In-depth analysis undertaken in the lead up to COP27, which is taking place this week and next in Sharm El-Sheikh, Egypt, Make My Money Matter assessed pension providers’ progress against key areas of climate action.
The research uncovered that most of the top 20 UK DC schemes are lagging behind in multiple areas – from short-term targets to action on deforestation.
Over half (60%) of providers have not published the necessary 2025 emissions reduction targets to deliver front loaded action on climate and keep pace with the speed required.
With deforestation now the world’s third worst carbon emitter behind the US and China – and over £300bn of UK pension investments in companies at risk of driving deforestation – schemes cannot adequately act on climate without addressing their portfolios’ exposure to the practice, the firm said.

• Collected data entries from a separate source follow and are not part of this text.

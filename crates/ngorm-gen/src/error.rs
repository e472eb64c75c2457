//! Generator error types.

use std::path::PathBuf;
use thiserror::Error;

use crate::config::ConfigError;

/// Errors that abort a generation run. Nothing is written when one occurs.
#[derive(Debug, Error)]
pub enum GenError {
    /// Bad configuration or unusable input paths.
    #[error("Configuration error: {0}")]
    Config(#[from] ConfigError),

    /// IO error.
    #[error("IO error at {}: {source}", path.display())]
    Io {
        path: PathBuf,
        #[source]
        source: std::io::Error,
    },

    /// Declaration file is not valid Rust.
    #[error("Parse error in {}: {message}", path.display())]
    Parse { path: PathBuf, message: String },

    /// A declaration embeds more than one graph marker.
    #[error("{entity} ({location}) embeds both Tag and Edge markers")]
    AmbiguousKind { entity: String, location: String },

    /// A declaration embeds the same marker twice.
    #[error("{entity} ({location}) embeds more than one {marker} marker")]
    DuplicateMarker {
        entity: String,
        marker: &'static str,
        location: String,
    },

    /// Vertex and edge models cannot carry generic parameters.
    #[error("{entity} ({location}) is a graph model and must not be generic")]
    GenericEntity { entity: String, location: String },

    /// Name derivation produced an empty label.
    #[error("{declared} derives an empty external name")]
    EmptyExternalName { declared: String },

    /// Index names share one namespace per graph space.
    #[error("index {name} is declared by both {first} and {second}")]
    DuplicateIndex {
        name: String,
        first: String,
        second: String,
    },

    /// A composite index lists a column the tag does not have.
    #[error("index {index} on {entity} names unknown property {column:?}")]
    UnknownIndexColumn {
        entity: String,
        index: String,
        column: String,
    },

    /// A label or property name nGQL cannot parse unquoted.
    #[error("{declared} uses external name {name:?}, expected [A-Za-z_][A-Za-z0-9_]*")]
    InvalidExternalName { declared: String, name: String },

    /// Two entities of the same kind fold to the same label.
    #[error("{kind} label {name:?} is used by both {first} and {second}")]
    DuplicateExternalName {
        kind: &'static str,
        name: String,
        first: String,
        second: String,
    },

    /// Two fields of one entity fold to the same property name.
    #[error("{entity}: property {name:?} is declared by both {first} and {second}")]
    DuplicateField {
        entity: String,
        name: String,
        first: String,
        second: String,
    },

    /// A declared property collides with an identity pseudo-column.
    #[error("{entity}: property name {field:?} is reserved for the {kind} identity")]
    ReservedField {
        entity: String,
        field: String,
        kind: &'static str,
    },

    /// Malformed `#[ngorm(...)]` attribute.
    #[error("{entity}: invalid ngorm attribute: {message}")]
    Attribute { entity: String, message: String },

    /// The field's type has no nGQL mapping.
    #[error("{entity}.{field}: unsupported field type {ty}")]
    UnsupportedType {
        entity: String,
        field: String,
        ty: String,
    },

    /// The configured runtime path is not a Rust path.
    #[error("invalid runtime path {0:?}")]
    RuntimePath(String),
}

impl GenError {
    pub fn io(path: impl Into<PathBuf>, source: std::io::Error) -> Self {
        GenError::Io {
            path: path.into(),
            source,
        }
    }
}

/// Result alias used across the generator.
pub type Result<T> = std::result::Result<T, GenError>;
//! Generator for nGQL graph model boilerplate.
//!
//! Reads Rust struct declarations that embed the `ngorm::Tag` or `ngorm::Edge`
//! marker and writes one Rust file with schema DDL, insert, lookup, list,
//! delete and binding routines for each of them.
//!
//! ```no_run
//! use ngorm_gen::{Config, Generator};
//!
//! let generator = Generator::new(Config::default());
//! let written = generator.run(&["src/model".into()])?;
//! println!("wrote {}", written.display());
//! # Ok::<(), ngorm_gen::GenError>(())
//! ```

pub mod assemble;
pub mod codec;
pub mod config;
pub mod emit;
pub mod error;
pub mod extract;
pub mod format;
pub mod model;
pub mod naming;
pub mod scan;

pub use codec::SemanticType;
pub use config::{Config, ConfigError};
pub use emit::{EmitOptions, SourceBuilder};
pub use error::{GenError, Result};
pub use extract::{ExtractOptions, SourceFile};
pub use format::{FormatError, Formatter, PrettyFormatter, RawFormatter};
pub use model::{EntityKind, EntityModel, FieldModel, IndexSpec};
pub use scan::ScanInput;

use std::path::{Path, PathBuf};

use log::info;

use naming::NamingPolicy;

/// One configured generation run.
pub struct Generator {
    config: Config,
    invocation: String,
    formatter: Box<dyn Formatter>,
}

impl Generator {
    pub fn new(config: Config) -> Self {
        Self {
            config,
            invocation: String::new(),
            formatter: Box::new(PrettyFormatter),
        }
    }

    /// Arguments quoted in the generated-by banner.
    pub fn with_invocation(mut self, invocation: impl Into<String>) -> Self {
        self.invocation = invocation.into();
        self
    }

    pub fn with_formatter(mut self, formatter: impl Formatter + 'static) -> Self {
        self.formatter = Box::new(formatter);
        self
    }

    pub fn config(&self) -> &Config {
        &self.config
    }

    fn extract_options(&self) -> ExtractOptions {
        ExtractOptions {
            types: self.config.scan.types.clone(),
            tags: self.config.scan.tags.clone(),
            naming: NamingPolicy::new(self.config.naming.trim_prefix.clone()),
        }
    }

    /// Extract and validate the models declared in `sources`.
    pub fn extract(&self, sources: &[SourceFile]) -> Result<Vec<EntityModel>> {
        extract::extract(sources, &self.extract_options())
    }

    /// Generated source for `sources`, without touching the filesystem.
    pub fn render(&self, sources: &[SourceFile]) -> Result<String> {
        self.config.validate()?;
        let entities = self.extract(sources)?;
        let options = EmitOptions::new(&self.config.output.runtime, self.config.naming.line_comment)?;
        assemble::assemble(&entities, &options, &self.invocation, self.formatter.as_ref())
    }

    /// Scan `paths`, generate and write the artifact. Returns the output path.
    ///
    /// Nothing is written when any step fails.
    pub fn run(&self, paths: &[PathBuf]) -> Result<PathBuf> {
        let input = ScanInput::resolve(paths)?;
        let sources = input.load()?;
        info!(
            "scanning {} declaration file(s) in {}",
            sources.len(),
            input.dir.display()
        );

        let output = self.config.output.resolve(&input.dir);
        self.write(&sources, &output)?;
        Ok(output)
    }

    /// Generate from `sources` into `output`.
    pub fn write(&self, sources: &[SourceFile], output: &Path) -> Result<()> {
        let text = self.render(sources)?;
        assemble::write_output(output, &text)
    }
}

Richard Curtis, co-founder at Make My Money Matter, said: Now is the time for action on climate – words are not enough. Since 2020 pension providers have committed £1.3trn to net zero, and this is important progress: but now the time has come for them to move beyond targets and take real action for real world impact.
He added: That real progress is already falling dangerously behind. We hope this report highlights the clear gaps in the climate action of UK pension schemes and urges them to refocus for 2023; directing their immense power and potential to address the twin challenges of climate change and biodiversity loss.
Many leading schemes say they engage with their portfolio companies and asset managers to drive their transition to net zero, yet only 10 providers have explicit climate voting policies which expect companies to align with global temperature goals, the research has found.
Not a single scheme has a policy to end fossil fuel expansion – integral to reaching net zero – undermining claims that they are working as effective stewards and contradicting guidance from the International Energy Agency that we do not need any new oil and gas developments, the firm stated.
While 60% of the top 20 providers do have plans to increase their investments into climate solutions, they are not yet at the level of ambition needed to significantly scale up industries that offer us a way out of the climate crisis – such as renewable energy and green infrastructure, it added.
The analysis showed that the UK pensions industry is lagging behind on key indicators identified as crucial for addressing the climate emergency.